**WHAT IS EXPECTED**
If a line in the data below contains the word "enumerate", copy it out.

RECORDS SHOWN below:

//! CSV export of transport results
//!
//! Files open in spreadsheets, pandas or any tool reading delimited text.
//!
//! # Pore field
//!
//! ```rust,ignore
//! use pnm_rs::output::export::{export_pore_results_csv, CsvConfig, CsvMetadata};
//!
//! let metadata = CsvMetadata::from_result("FickianDiffusion", &result);
//! let config = CsvConfig::default().with_metadata(metadata);
//!
//! export_pore_results_csv(&network, &result, "field.csv", Some(&config))?;
//! ```
//!
//! **Output** (`field.csv`):
//! ```csv
//! # Pore Network Transport Data
//! # Generated: 2026-10-19T15:30:00+00:00
//! # Algorithm: FickianDiffusion
//! # Solver: LU decomposition
//! # Conductance: diffusive_conductance
//! # Quantity: mole_fraction
//! # Pores: 125
//! # Throats: 300
//! #
//! pore,x,y,z,mole_fraction
//! 0,0.500000,0.500000,0.500000,0.400000
//! ...
//! ```
//!
//! # Throat rates
//!
//! `throat,pore1,pore2,conductance,rate`, with the rate counted positive
//! from `pore1` to `pore2`.

use crate::network::Network;
use crate::solver::TransportResult;
use std::error::Error;
use std::fs::File;
use std::io::{BufWriter, Write};
use std::path::Path;
use tracing::info;

// =============================================================================
// Configuration Structures
// =============================================================================

/// Configuration for CSV export
///
/// # Example
///
/// ```rust
/// use pnm_rs::output::CsvConfig;
///
/// let config = CsvConfig {
///     delimiter: ';',
///     precision: 10,
///     ..Default::default()
/// };
/// assert_eq!(config.decimal_separator, '.');
/// ```
#[derive(Clone, Debug)]
pub struct CsvConfig {
    /// Column delimiter (default: ',')
    pub delimiter: char,

    /// Decimal separator (default: '.')
    pub decimal_separator: char,

    /// Number of decimal places for floating-point values (default: 6)
    pub precision: usize,

    /// Include metadata header comments (default: false)
    pub include_metadata: bool,

    /// Metadata to include in header
    pub metadata: Option<CsvMetadata>,

    /// Header of the value column (default: the result's quantity name)
    pub quantity_header: Option<String>,
}

impl Default for CsvConfig {
    fn default() -> Self {
        Self {
            delimiter: ',',
            decimal_separator: '.',
            precision: 6,
            include_metadata: false,
            metadata: None,
            quantity_header: None,
        }
    }
}

impl CsvConfig {
    /// European CSV format (semicolon, comma for decimal)
    pub fn european() -> Self {
        Self {
            delimiter: ';',
            decimal_separator: ',',
            ..Default::default()
        }
    }

    /// High precision (12 decimal places)
    pub fn high_precision() -> Self {
        Self {
            precision: 12,
            ..Default::default()
        }
    }

    /// Builder pattern: set delimiter
    pub fn delimiter(mut self, delimiter: char) -> Self {
        self.delimiter = delimiter;
        self
    }

    /// Builder pattern: set precision
    pub fn precision(mut self, precision: usize) -> Self {
        self.precision = precision;
        self
    }

    /// Builder pattern: enable metadata
    pub fn with_metadata(mut self, metadata: CsvMetadata) -> Self {
        self.include_metadata = true;
        self.metadata = Some(metadata);
        self
    }

    fn validate(&self) -> Result<(), Box<dyn Error>> {
        if self.delimiter == self.decimal_separator {
            return Err(format!(
                "Delimiter and decimal separator are both '{}'",
                self.delimiter
            )
            .into());
        }
        Ok(())
    }
}

/// Metadata for CSV header comments
///
/// Only fields that are set are written.
#[derive(Clone, Debug, Default)]
pub struct CsvMetadata {
    /// Algorithm name (e.g. "FickianDiffusion")
    pub algorithm: Option<String>,

    /// Linear solver name
    pub solver: Option<String>,

    /// Conductance property name
    pub conductance: Option<String>,

    /// Solved quantity name
    pub quantity: Option<String>,

    /// Number of pores
    pub pores: Option<usize>,

    /// Number of throats
    pub throats: Option<usize>,

    /// Effective property computed from the field
    pub effective_property: Option<f64>,

    /// Additional custom parameters
    pub custom: Vec<(String, String)>,
}

impl CsvMetadata {
    /// Collect metadata recorded on a transport result
    pub fn from_result(algorithm: &str, result: &TransportResult) -> Self {
        Self {
            algorithm: Some(algorithm.to_string()),
            solver: result.metadata("solver").map(str::to_string),
            conductance: Some(result.conductance().to_string()),
            quantity: Some(result.quantity().to_string()),
            pores: Some(result.values().len()),
            throats: Some(result.throat_conductance().len()),
            ..Default::default()
        }
    }

    /// Builder pattern: set the effective property
    pub fn effective_property(mut self, value: f64) -> Self {
        self.effective_property = Some(value);
        self
    }

    /// Add custom parameter
    pub fn add_custom(&mut self, key: impl Into<String>, value: impl Into<String>) {
        self.custom.push((key.into(), value.into()));
    }
}

// =============================================================================
// Helper Functions
// =============================================================================

/// Write metadata header comments
fn write_metadata_header<W: Write>(writer: &mut W, metadata: &CsvMetadata) -> Result<(), Box<dyn Error>> {
    writeln!(writer, "# Pore Network Transport Data")?;
    writeln!(writer, "# Generated: {}", chrono::Utc::now().to_rfc3339())?;

    if let Some(algorithm) = &metadata.algorithm {
        writeln!(writer, "# Algorithm: {}", algorithm)?;
    }
    if let Some(solver) = &metadata.solver {
        writeln!(writer, "# Solver: {}", solver)?;
    }
    if let Some(conductance) = &metadata.conductance {
        writeln!(writer, "# Conductance: {}", conductance)?;
    }
    if let Some(quantity) = &metadata.quantity {
        writeln!(writer, "# Quantity: {}", quantity)?;
    }
    if let Some(pores) = metadata.pores {
        writeln!(writer, "# Pores: {}", pores)?;
    }
    if let Some(throats) = metadata.throats {
        writeln!(writer, "# Throats: {}", throats)?;
    }
    if let Some(value) = metadata.effective_property {
        writeln!(writer, "# Effective Property: {}", value)?;
    }

    for (key, value) in &metadata.custom {
        writeln!(writer, "# {}: {}", key, value)?;
    }

    writeln!(writer, "#")?;
    Ok(())
}

/// Format number with configured precision and decimal separator
fn format_number(value: f64, config: &CsvConfig) -> String {
    let formatted = format!("{:.prec$}", value, prec = config.precision);

    if config.decimal_separator != '.' {
        formatted.replace('.', &config.decimal_separator.to_string())
    } else {
        formatted
    }
}

/// Check the result belongs to `network` and holds finite values
fn validate_result(network: &Network, result: &TransportResult) -> Result<(), Box<dyn Error>> {
    if result.values().len() != network.num_pores() {
        return Err(format!(
            "Data length mismatch: {} values for {} pores",
            result.values().len(),
            network.num_pores()
        )
        .into());
    }
    if result.throat_conductance().len() != network.num_throats() {
        return Err(format!(
            "Data length mismatch: {} conductances for {} throats",
            result.throat_conductance().len(),
            network.num_throats()
        )
        .into());
    }
    if result.values().iter().any(|x| !x.is_finite()) {
        return Err(format!("Invalid data: NaN or Inf detected in {}", result.quantity()).into());
    }
    Ok(())
}

fn open(path: &Path, config: &CsvConfig) -> Result<BufWriter<File>, Box<dyn Error>> {
    let mut writer = BufWriter::new(File::create(path)?);
    if config.include_metadata {
        if let Some(metadata) = &config.metadata {
            write_metadata_header(&mut writer, metadata)?;
        }
    }
    Ok(writer)
}

// =============================================================================
// Export Functions
// =============================================================================

/// Export the solved pore field
///
/// One row per pore: index, coordinates, value.
///
/// # Errors
///
/// - Result and network sizes differ
/// - NaN or Inf values
/// - Delimiter equal to the decimal separator
/// - File creation or write errors
pub fn export_pore_results_csv(
    network: &Network,
    result: &TransportResult,
    output_path: impl AsRef<Path>,
    configuration: Option<&CsvConfig>,
) -> Result<(), Box<dyn Error>> {

    // ============================= Validation =============================

    let binding = CsvConfig::default();
    let configuration = configuration.unwrap_or(&binding);
    configuration.validate()?;
    validate_result(network, result)?;

    // ============================= Write ==================================

    let path = output_path.as_ref();
    let mut writer = open(path, configuration)?;
    let d = configuration.delimiter;

    let header = configuration
        .quantity_header
        .clone()
        .unwrap_or_else(|| result.quantity().to_string());
    writeln!(writer, "pore{d}x{d}y{d}z{d}{}", header)?;

    for (pore, (coords, value)) in network.coords().iter().zip(result.values().iter()).enumerate() {
        writeln!(
            writer,
            "{}{d}{}{d}{}{d}{}{d}{}",
            pore,
            format_number(coords[0], configuration),
            format_number(coords[1], configuration),
            format_number(coords[2], configuration),
            format_number(*value, configuration),
        )?;
    }
    writer.flush()?;

    info!(path = %path.display(), rows = network.num_pores(), "pore results exported");
    Ok(())
}

/// Export the rate through every throat
///
/// # Errors
///
/// Same as [`export_pore_results_csv`].
pub fn export_throat_rates_csv(
    network: &Network,
    result: &TransportResult,
    output_path: impl AsRef<Path>,
    configuration: Option<&CsvConfig>,
) -> Result<(), Box<dyn Error>> {
    let binding = CsvConfig::default();
    let configuration = configuration.unwrap_or(&binding);
    configuration.validate()?;
    validate_result(network, result)?;

    let path = output_path.as_ref();
    let mut writer = open(path, configuration)?;
    let d = configuration.delimiter;

    writeln!(writer, "throat{d}pore1{d}pore2{d}conductance{d}rate")?;

    let rates = result.throat_rates(network);
    for (throat, &[a, b]) in network.conns().iter().enumerate() {
        writeln!(
            writer,
            "{}{d}{}{d}{}{d}{}{d}{}",
            throat,
            a,
            b,
            format_number(result.throat_conductance()[throat], configuration),
            format_number(rates[throat], configuration),
        )?;
    }
    writer.flush()?;

    info!(path = %path.display(), rows = network.num_throats(), "throat rates exported");
    Ok(())
}

// =================================================================================================
// Tests
// =================================================================================================

#[cfg(test)]
mod tests {
    use super::*;
    use crate::solver::{BoundaryCondition, BoundaryConditions};
    use nalgebra::DVector;
    use std::fs;
    use tempfile::NamedTempFile;

    fn chain() -> (Network, TransportResult) {
        let coords = vec![[0.5, 0.5, 0.5], [1.5, 0.5, 0.5], [2.5, 0.5, 0.5]];
        let network = Network::new(coords, vec![[0, 1], [1, 2]]).unwrap();

        let mut bcs = BoundaryConditions::new();
        bcs.set(&network, BoundaryCondition::Dirichlet(1.0), &[0]).unwrap();
        bcs.set(&network, BoundaryCondition::Dirichlet(0.0), &[2]).unwrap();

        let mut result = TransportResult::new(
            "mole_fraction",
            "diffusive_conductance",
            DVector::from_vec(vec![1.0, 0.5, 0.0]),
            DVector::from_element(2, 2.0),
            bcs,
        );
        result.add_metadata("solver", "LU decomposition");
        (network, result)
    }

    // ====== Pore field ======

    #[test]
    fn test_pore_results_minimal() {
        let (network, result) = chain();
        let file = NamedTempFile::new().unwrap();

        export_pore_results_csv(&network, &result, file.path(), None).unwrap();

        let content = fs::read_to_string(file.path()).unwrap();
        let lines: Vec<&str> = content.lines().collect();
        assert_eq!(lines.len(), 4);
        assert_eq!(lines[0], "pore,x,y,z,mole_fraction");
        assert_eq!(lines[2], "1,1.500000,0.500000,0.500000,0.500000");
    }

    #[test]
    fn test_pore_results_with_metadata() {
        let (network, result) = chain();
        let file = NamedTempFile::new().unwrap();

        let metadata = CsvMetadata::from_result("FickianDiffusion", &result).effective_property(0.025);
        let config = CsvConfig::default().with_metadata(metadata);
        export_pore_results_csv(&network, &result, file.path(), Some(&config)).unwrap();

        let content = fs::read_to_string(file.path()).unwrap();
        assert!(content.starts_with("# Pore Network Transport Data"));
        assert!(content.contains("# Generated: "));
        assert!(content.contains("# Algorithm: FickianDiffusion"));
        assert!(content.contains("# Solver: LU decomposition"));
        assert!(content.contains("# Effective Property: 0.025"));
        assert!(content.contains("#\npore,x,y,z,mole_fraction"));
    }

    #[test]
    fn test_european_format() {
        let (network, result) = chain();
        let file = NamedTempFile::new().unwrap();

        let config = CsvConfig {
            quantity_header: Some("x_A".to_string()),
            precision: 2,
            ..CsvConfig::european()
        };
        export_pore_results_csv(&network, &result, file.path(), Some(&config)).unwrap();

        let content = fs::read_to_string(file.path()).unwrap();
        let lines: Vec<&str> = content.lines().collect();
        assert_eq!(lines[0], "pore;x;y;z;x_A");
        assert_eq!(lines[1], "0;0,50;0,50;0,50;1,00");
    }

    #[test]
    fn test_conflicting_separators_rejected() {
        let (network, result) = chain();
        let file = NamedTempFile::new().unwrap();
        let config = CsvConfig::european().delimiter(',');

        assert!(export_pore_results_csv(&network, &result, file.path(), Some(&config)).is_err());
    }

    #[test]
    fn test_result_from_other_network_rejected() {
        let (_, result) = chain();
        let other = Network::new(vec![[0.0; 3], [1.0, 0.0, 0.0]], vec![[0, 1]]).unwrap();
        let file = NamedTempFile::new().unwrap();

        let error = export_pore_results_csv(&other, &result, file.path(), None).unwrap_err();
        assert!(error.to_string().contains("mismatch"));
    }

    #[test]
    fn test_invalid_path() {
        let (network, result) = chain();
        let path = std::env::temp_dir().join("missing_dir_for_export").join("out.csv");

        assert!(export_pore_results_csv(&network, &result, path, None).is_err());
    }

    // ====== Throat rates ======

    #[test]
    fn test_throat_rates() {
        let (network, result) = chain();
        let file = NamedTempFile::new().unwrap();

        export_throat_rates_csv(&network, &result, file.path(), Some(&CsvConfig::default().precision(1))).unwrap();

        let content = fs::read_to_string(file.path()).unwrap();
        let lines: Vec<&str> = content.lines().collect();
        assert_eq!(lines[0], "throat,pore1,pore2,conductance,rate");
        assert_eq!(lines[1], "0,0,1,2.0,1.0");
        assert_eq!(lines[2], "1,1,2,2.0,1.0");
    }
}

End of RECORDS SHOWN.

**EXERCISE RESPONSE**
    for (pore, (coords, value)) in network.coords().iter().zip(result.values().iter()).enumerate() {
    for (throat, &[a, b]) in network.conns().iter().enumerate() {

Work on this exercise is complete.